There is an obvious overlap between medicine, literature, philosophy, ethics and the human condition. For a couple of years after fellowship, I had the pleasure of starting and teaching a course for undergrads at a large university. It was a seminar type course called “Fundamentals of Clinical Research.” We talked about research history, IRBs, human rights, study design, etc. For a while, I got to play professor to young minds. It was a pleasure, but I probably had impostor syndrome. That happens a lot if you surround yourself with people smarter, harder working, and more successful than you.
The whole doctor thing just kind of happened. The ER doc thing also just kind of happened. I found no part of medicine unusually interesting. Maybe I’m too lazy.
11. What activities have begun to fill your time since you cut back?
I still work, probably more hours than before, but MUCH less intense hours. I study finance a bit, hoping to figure out how to have passive income going forward. I am learning music (old time banjo and fiddle).
12. If approaching retirement, what activities have you begun to prioritize outside of medicine so that you retire to something?
Yeah… About that…
13. Did you front-load your working and savings, or did you adopt a reduced clinical load early in your career?
We frontloaded.

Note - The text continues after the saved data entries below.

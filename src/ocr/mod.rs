//! Page-parallel OCR of rendered PDFs.

pub mod batch;
pub mod client;

use crate::engine::{Extraction, Table};
use crate::tables::tables_from_markdown;
use anyhow::Result;
use image::DynamicImage;
use std::path::Path;

pub use batch::{OcrBatchCoordinator, OcrSettings, WORKER_THREAD_NAME};
pub use client::{MistralOcrClient, OcrClient, OcrError, OcrPage, OcrResponse};

/// Turns a PDF into one image per page, in page order. Failing here fails
/// the whole OCR attempt.
pub trait PageRenderer {
    fn render_pages(&self, path: &Path, dpi: u32) -> Result<Vec<DynamicImage>>;
}

/// Outcome of one page. A failed page carries empty text and no tables.
#[derive(Debug, Clone, Default, PartialEq)]
pub struct PageResult {
    pub page_index: usize,
    pub text: String,
    pub tables: Vec<Table>,
    pub succeeded: bool,
}

impl PageResult {
    pub fn failed(page_index: usize) -> Self {
        Self {
            page_index,
            ..Default::default()
        }
    }

    pub fn from_response(page_index: usize, response: &OcrResponse) -> Self {
        let mut text = String::new();
        let mut tables = Vec::new();
        for page in &response.pages {
            if page.markdown.is_empty() {
                continue;
            }
            text.push_str(&page.markdown);
            text.push_str("\n\n");
            tables.extend(tables_from_markdown(&page.markdown));
        }
        Self {
            page_index,
            text,
            tables,
            succeeded: true,
        }
    }
}

pub fn page_marker(page_index: usize) -> String {
    format!("\n--- Page {} ---\n", page_index + 1)
}

/// Orders page results by index and joins them, a marker before every page
/// position (failed pages included). Tables follow the same order.
/// Returns an empty extraction when no page produced text.
pub fn reassemble(mut results: Vec<PageResult>) -> Extraction {
    results.sort_by_key(|r| r.page_index);
    if results.iter().all(|r| r.text.trim().is_empty()) {
        return Extraction::empty();
    }

    let mut text = String::new();
    let mut tables = Vec::new();
    for result in results {
        text.push_str(&page_marker(result.page_index));
        text.push_str(&result.text);
        tables.extend(result.tables);
    }
    Extraction::new(text.trim().to_string(), tables)
}
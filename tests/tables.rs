use policy_ingest::tables::tables_from_markdown;

fn row(cells: &[&str]) -> Vec<Option<String>> {
    cells.iter().map(|c| Some(c.to_string())).collect()
}

#[test]
fn reads_pipe_table_without_separator() {
    let md = "Schedule of benefits\n\n| Service | Copay |\n|---|:---:|\n| Office visit | $20 |\n| ER | $150 |\n\nNotes follow.";
    let tables = tables_from_markdown(md);
    assert_eq!(tables.len(), 1);
    assert_eq!(
        tables[0],
        vec![
            row(&["Service", "Copay"]),
            row(&["Office visit", "$20"]),
            row(&["ER", "$150"]),
        ]
    );
}

#[test]
fn separate_blocks_are_separate_tables() {
    let md = "| a | b |\n| 1 | 2 |\ntext between\n| c | d |";
    let tables = tables_from_markdown(md);
    assert_eq!(tables.len(), 2);
    assert_eq!(tables[1], vec![row(&["c", "d"])]);
}

#[test]
fn headings_and_plain_text_are_ignored() {
    let md = "# Plan | Gold\nNo tables here.\n## Another | heading";
    assert!(tables_from_markdown(md).is_empty());
}

#[test]
fn rows_without_edge_pipes() {
    let md = "Deductible | $500\nOut-of-pocket max | $3000";
    let tables = tables_from_markdown(md);
    assert_eq!(
        tables,
        vec![vec![
            row(&["Deductible", "$500"]),
            row(&["Out-of-pocket max", "$3000"])
        ]]
    );
}

#[test]
fn empty_cells_are_kept() {
    let md = "| a |  | c |";
    let tables = tables_from_markdown(md);
    assert_eq!(tables, vec![vec![row(&["a", "", "c"])]]);
}
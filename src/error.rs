use thiserror::Error;

/// Terminal outcome for a single document. Backend and page failures never
/// surface here; they are absorbed by the extraction chain.
#[derive(Debug, Error)]
pub enum ProcessError {
    #[error("invalid chunking parameters: {0}")]
    InvalidChunking(String),
    #[error("unsupported file type: {0}. Only PDF and DOCX files are supported")]
    UnsupportedFileType(String),
    #[error("input rejected: {0}")]
    InputRejected(String),
    #[error("could not extract text from {path} using any method (tried: {tried})")]
    NoTextExtracted { path: String, tried: String },
}

impl ProcessError {
    /// Short machine-friendly tag for reports.
    pub fn kind(&self) -> &'static str {
        match self {
            ProcessError::InvalidChunking(_) => "invalid_chunking",
            ProcessError::UnsupportedFileType(_) => "unsupported_file_type",
            ProcessError::InputRejected(_) => "input_rejected",
            ProcessError::NoTextExtracted { .. } => "no_text_extracted",
        }
    }
}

We saved aggressively early, but we were foolish. Little knowledge, mediocre investments, and bad timing. The housing crash did violence to our bank account. Luckily, we are reasonably frugal, and we live in a low-cost area. It was advantageous to make mistakes while young enough to correct them. You can make up for a lot of mistakes on a doctor’s income.
Absolutely unequivocally I would live below my means. I would seek inexpensive housing and transportation. I would begin to develop passive income streams within one year of graduation. I would set up a schedule of passive income and try to meet it. I would be very clear with my partner about teamwork, about what it means to be equal partners in a relationship – equal but divided work and responsibility.
I would invest time in relationships. I would prioritize friends and family. It is hard to make close friends in middle age.
Allow me be the first to suggest that BT reserve the domain name FIREshitter.com and adopt that pseudonym as his blogging alias. Barring a salsa manufacturer using the legendary ghost pepper as an ingredient, I suspect the domain is available.
- “I am an Emergency Physician, among other things.” Diversification of identity for the win!
- Being home for dinner and sleeping through the night are the holy grails of medicine. BT walked away from a lucrative partnership to obtain these prizes. Enjoying privileges other physicians do not usually involves sacrificing significant income others will not.
- Medicine provides a spectrum of opportunities. BT experienced the military, community practice, academics, and most recently a non-clinical administrative role. If you are struggling with burnout, consider alternative ways you might use your medical degree to reinvigorate your career.
- Development of passive income streams early in a medical career is advice several interviewees have endorsed.
- Cutting back helped BT once again enjoy shifts in the ED, something that resonates deeply with my own experience.